# HVAC + HT= Noise?



## memarcus (Jan 28, 2010)

I will be installing some sort of HVAC in my theater next month or so and am concerned with the noise it produces. It has been bothersome since the house was built. The HVAC contractor installed a high static blower so when it reaches full speed on the ramp up, it's quite loud. Heaven forbid anyone does any proper Manual J and D calcs any more.

Anyway at night, when no creature is stirring, the noise floor in my house is about 48dBA on my uncalibrated, roughly handled CM-140 mic. When the HVAC comes to full speed is is 51dBA. I have read that 3dB is sometime considered barely noticeable although it's actually twice as loud, but that must be at 100dB. At this level my HVAC sounds like the shuttle taking off. It's also a very annoying hiss like an open airline. not sure what my vent velocities are though, prolly just shy of Mach 1.

since I can't have this in my HT I'm looking for proven solutions. I have looked into the duct mufflers and they post decreases of about 25dB in the midrange frequencies and a bit less down to 125Hz, but no info after that. Anyone has any experience with these? 

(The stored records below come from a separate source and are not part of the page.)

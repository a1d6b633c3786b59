mod btleplug_backend;
mod fake_backend;

use std::fmt::Debug;

use async_trait::async_trait;
use tokio::io::{AsyncRead, AsyncWrite};
use tokio::sync::mpsc::UnboundedSender;

pub use self::btleplug_backend::BtleplugPlatform;
pub use self::fake_backend::{ConnectBehaviour, FakeDevice, FakePlatform, FakePlatformConfig};
pub(crate) use self::fake_backend::ScanFixture;
use crate::error::BleError;
use crate::model::{
    Advertisement, GattStatus, PeripheralAddress, PhyPair, ServiceInfo, WriteType,
};

/// Byte stream of an open L2CAP channel.
pub trait L2capIo: AsyncRead + AsyncWrite + Unpin + Send + Debug {}

impl<T> L2capIo for T where T: AsyncRead + AsyncWrite + Unpin + Send + Debug {}

pub type L2capStream = Box<dyn L2capIo>;

/// Results and notifications reported by a platform.
///
/// Every GATT command on [`BlePlatform`] only initiates the operation; its
/// outcome arrives later as one of these events, in platform order.
#[derive(Debug, Clone, PartialEq, Eq)]
pub enum PlatformEvent {
    Advertisement(Advertisement),
    ConnectionStateChanged {
        address: PeripheralAddress,
        connected: bool,
        status: GattStatus,
    },
    ServicesDiscovered {
        address: PeripheralAddress,
        result: Result<Vec<ServiceInfo>, BleError>,
    },
    CharacteristicRead {
        address: PeripheralAddress,
        characteristic: String,
        result: Result<Vec<u8>, BleError>,
    },
    CharacteristicWritten {
        address: PeripheralAddress,
        characteristic: String,
        result: Result<(), BleError>,
    },
    DescriptorRead {
        address: PeripheralAddress,
        characteristic: String,
        descriptor: String,
        result: Result<Vec<u8>, BleError>,
    },
    DescriptorWritten {
        address: PeripheralAddress,
        characteristic: String,
        descriptor: String,
        result: Result<(), BleError>,
    },
    NotifyStateChanged {
        address: PeripheralAddress,
        characteristic: String,
        result: Result<bool, BleError>,
    },
    CharacteristicChanged {
        address: PeripheralAddress,
        characteristic: String,
        value: Vec<u8>,
    },
    RssiRead {
        address: PeripheralAddress,
        result: Result<i16, BleError>,
    },
    MtuChanged {
        address: PeripheralAddress,
        result: Result<u16, BleError>,
    },
    PhyRead {
        address: PeripheralAddress,
        result: Result<PhyPair, BleError>,
    },
    PhyUpdated {
        address: PeripheralAddress,
        result: Result<PhyPair, BleError>,
    },
    ReliableWriteCompleted {
        address: PeripheralAddress,
        result: Result<(), BleError>,
    },
    ServiceChanged {
        address: PeripheralAddress,
    },
}

impl PlatformEvent {
    /// Address the event refers to.
    #[must_use]
    pub fn address(&self) -> &PeripheralAddress {
        match self {
            Self::Advertisement(advertisement) => advertisement.address(),
            Self::ConnectionStateChanged { address, .. }
            | Self::ServicesDiscovered { address, .. }
            | Self::CharacteristicRead { address, .. }
            | Self::CharacteristicWritten { address, .. }
            | Self::DescriptorRead { address, .. }
            | Self::DescriptorWritten { address, .. }
            | Self::NotifyStateChanged { address, .. }
            | Self::CharacteristicChanged { address, .. }
            | Self::RssiRead { address, .. }
            | Self::MtuChanged { address, .. }
            | Self::PhyRead { address, .. }
            | Self::PhyUpdated { address, .. }
            | Self::ReliableWriteCompleted { address, .. }
            | Self::ServiceChanged { address } => address,
        }
    }
}

/// Central-role BLE primitive.
///
/// Implementations report results through the sink handed to [`attach`].
/// A returned `Err` means the command could not be issued at all, and no
/// event will follow for it.
///
/// [`attach`]: BlePlatform::attach
#[async_trait]
pub trait BlePlatform: Send + Sync + Debug {
    /// Installs the event sink. Called once by the owning central.
    fn attach(&self, sink: UnboundedSender<PlatformEvent>);

    /// Whether the platform device registry knows `address`.
    fn is_known_device(&self, address: &PeripheralAddress) -> bool;

    async fn start_scan(&self, service_uuids: &[String]) -> Result<(), BleError>;

    async fn stop_scan(&self) -> Result<(), BleError>;

    async fn connect(&self, address: &PeripheralAddress) -> Result<(), BleError>;

    async fn disconnect(&self, address: &PeripheralAddress) -> Result<(), BleError>;

    async fn discover_services(&self, address: &PeripheralAddress) -> Result<(), BleError>;

    async fn read_characteristic(
        &self,
        address: &PeripheralAddress,
        characteristic: &str,
    ) -> Result<(), BleError>;

    async fn write_characteristic(
        &self,
        address: &PeripheralAddress,
        characteristic: &str,
        value: &[u8],
        write_type: WriteType,
    ) -> Result<(), BleError>;

    async fn read_descriptor(
        &self,
        address: &PeripheralAddress,
        characteristic: &str,
        descriptor: &str,
    ) -> Result<(), BleError>;

    async fn write_descriptor(
        &self,
        address: &PeripheralAddress,
        characteristic: &str,
        descriptor: &str,
        value: &[u8],
    ) -> Result<(), BleError>;

    async fn set_notify(
        &self,
        address: &PeripheralAddress,
        characteristic: &str,
        enabled: bool,
    ) -> Result<(), BleError>;

    async fn read_rssi(&self, address: &PeripheralAddress) -> Result<(), BleError>;

    async fn request_mtu(&self, address: &PeripheralAddress, mtu: u16) -> Result<(), BleError>;

    async fn read_phy(&self, address: &PeripheralAddress) -> Result<(), BleError>;

    async fn set_preferred_phy(
        &self,
        address: &PeripheralAddress,
        phy: PhyPair,
    ) -> Result<(), BleError>;

    async fn execute_reliable_write(&self, address: &PeripheralAddress) -> Result<(), BleError>;

    /// Opens an L2CAP channel. Unlike GATT commands this completes inline.
    async fn open_l2cap(
        &self,
        address: &PeripheralAddress,
        psm: u16,
        secure: bool,
    ) -> Result<L2capStream, BleError>;
}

Since I'd like to isolate the best I can is there anyone out there that could post pics of their successful built dead vent? I have room to build fairly large boxes for supplies and returns if need be but not sure how to dimension and deaden. Was looking for how to info and if it's out there, plots showing effectiveness. Was thinking of building a box that increases area relative to the supply or return size, snaking it around like a rat maze, and having the walls out of parallel and lining it with 3" acoustic foam or similar. however I have concerns about home grown solutions what the inspector will allow based on fire code and such. I generally prefer DIY, but if doesn't work much better than off the shelf why bother (other than expense). does this sound like a recipe for wasted time and effort? What can I expect performance-wise?

As a fail safe, is a mini split the gravy train with really quiet biscuit wheels solution? not sure I have the funds for that but it never hurts to price one, just wondering if they're the best solution (money aside). the HT is underground on two sides with double walls and insulation on the other two and a fully floated ceiling with plenty of insulation. It really shouldn't require a whole lot of heating or cooling maybe like 1/2 ton or whatever the smallest unit they make is would suffice I'm sure.


----------



## Ted White (May 4, 2009)

If you or anyone else cares to send me a PM with your email address, I'll send over a few articles on the subject


----------



## sga2 (Nov 14, 2009)

Ted - I'm going to PM you my email for those articles. 

Marcus - Manual J? Manual D? What's that? Just kidding... Actually, the ductless splits are a good solution if you need capacity. But they can run upwards of $3k per ton depending on location, installation requirements (refrigerant pipe routing, circuiting for power, etc.). And they are indeed very quiet. However... if you have the capacity already there in the existing system (do you?) and just need to quiet it down, there are more effective (and cost effective) ways to achieve the desired results without breaking the bank or violating Code. Though much of this depends on where your unit is in relation to your HT (though, if it is so close that sound treatment in the duct will be tough then a ductless split is probably not going to help much anyway...). Read through Ted's articles and, when you have a chance, follow up with some info on your setup - room size, location/size of HVAC equipment, ductwork, air devices, etc.

Regards,
sga2


----------



## Ted White (May 4, 2009)

Groovy


----------



## memarcus (Jan 28, 2010)

Room is 14.5x21x7.5. Heavily insulated on 5 sides (2 sides also underground) and the floor is over dirt. Seems I wouldn't need but 1/4 or 1/2 ton of cooling but 3/4 is the smallest mini split they make and I believe I'll go that route. I have a friend who works at an HVAC supply house and he can get me an LG unit at cost. So I'll install and then call the hvac guy out to suction the lineset and release the refrigerant, about $1200 tops and about 6 hours. I read through the articles Ted sent and think for the money and mostly the time I'd rather go with the mini split. With materials I felt the dead vent would be at least $500 plus more time building, plus there needs to be two, so $1000 plus lots of time. Seems if you're willing to install, the minisplit wins hands down. I'm going with a more expensive model but there's generic ones available on amazon for about $600-700 which is cheaper than what I'm paying.

I have a closet on the north wall I could build a dead vent in but I don't really have a suitable location for a deadvent on the return. also I'm going to have two subs with 8" ports in them so I just can't be convinced how a couple of 6" holes can isolate low freq content no matter how much you line the things. No penetrations is better and that's what the mini split provides so I think that the way I'm gonna go.

I appreciate all of the help and advice. without this post the possibility of mini probably wouldn't have crossed my mind, but it seems the best solution to my situation.


----------



## Ted White (May 4, 2009)

I like mini-splits


----------



## memarcus (Jan 28, 2010)

I like that you like mini splits. Makes me feel good about my decision.


----------



## Ted White (May 4, 2009)

We recommend them all the time


----------